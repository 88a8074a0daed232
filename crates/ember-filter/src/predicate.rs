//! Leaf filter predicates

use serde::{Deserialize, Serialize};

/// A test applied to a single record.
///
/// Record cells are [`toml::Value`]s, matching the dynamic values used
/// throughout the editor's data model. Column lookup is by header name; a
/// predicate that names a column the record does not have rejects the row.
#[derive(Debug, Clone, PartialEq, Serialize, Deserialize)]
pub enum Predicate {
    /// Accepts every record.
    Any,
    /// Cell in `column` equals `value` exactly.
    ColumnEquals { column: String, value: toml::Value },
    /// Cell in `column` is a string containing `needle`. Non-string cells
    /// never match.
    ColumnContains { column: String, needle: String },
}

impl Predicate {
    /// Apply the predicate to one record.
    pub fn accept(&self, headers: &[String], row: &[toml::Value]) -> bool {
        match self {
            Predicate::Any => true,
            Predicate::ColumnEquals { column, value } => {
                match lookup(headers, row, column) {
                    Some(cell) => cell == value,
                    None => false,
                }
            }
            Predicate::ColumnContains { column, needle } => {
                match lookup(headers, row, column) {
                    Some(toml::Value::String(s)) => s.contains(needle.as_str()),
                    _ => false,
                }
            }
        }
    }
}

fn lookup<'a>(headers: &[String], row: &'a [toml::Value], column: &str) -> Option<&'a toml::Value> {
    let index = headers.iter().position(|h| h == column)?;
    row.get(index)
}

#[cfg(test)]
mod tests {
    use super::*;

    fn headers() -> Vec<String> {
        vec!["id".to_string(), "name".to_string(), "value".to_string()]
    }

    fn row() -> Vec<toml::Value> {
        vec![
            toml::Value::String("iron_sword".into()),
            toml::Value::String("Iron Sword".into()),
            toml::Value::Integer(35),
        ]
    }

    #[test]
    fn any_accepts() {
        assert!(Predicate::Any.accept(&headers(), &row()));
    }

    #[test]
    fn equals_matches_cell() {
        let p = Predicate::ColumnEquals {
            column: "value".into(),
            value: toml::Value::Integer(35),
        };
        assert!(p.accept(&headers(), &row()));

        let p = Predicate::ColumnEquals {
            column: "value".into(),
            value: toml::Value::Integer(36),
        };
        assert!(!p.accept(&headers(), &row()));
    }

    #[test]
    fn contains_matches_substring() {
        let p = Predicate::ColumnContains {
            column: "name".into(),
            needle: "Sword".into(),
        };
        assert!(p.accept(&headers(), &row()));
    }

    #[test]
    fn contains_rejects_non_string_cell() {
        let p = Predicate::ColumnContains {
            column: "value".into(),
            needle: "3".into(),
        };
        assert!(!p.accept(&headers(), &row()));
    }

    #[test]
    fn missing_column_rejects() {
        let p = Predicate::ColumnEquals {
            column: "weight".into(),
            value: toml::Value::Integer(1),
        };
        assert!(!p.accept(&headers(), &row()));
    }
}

▸ **Try it**:
Reply with the number of lines in the data above that contain "needle", and with nothing else.

▸ **Result of the exercise**:
6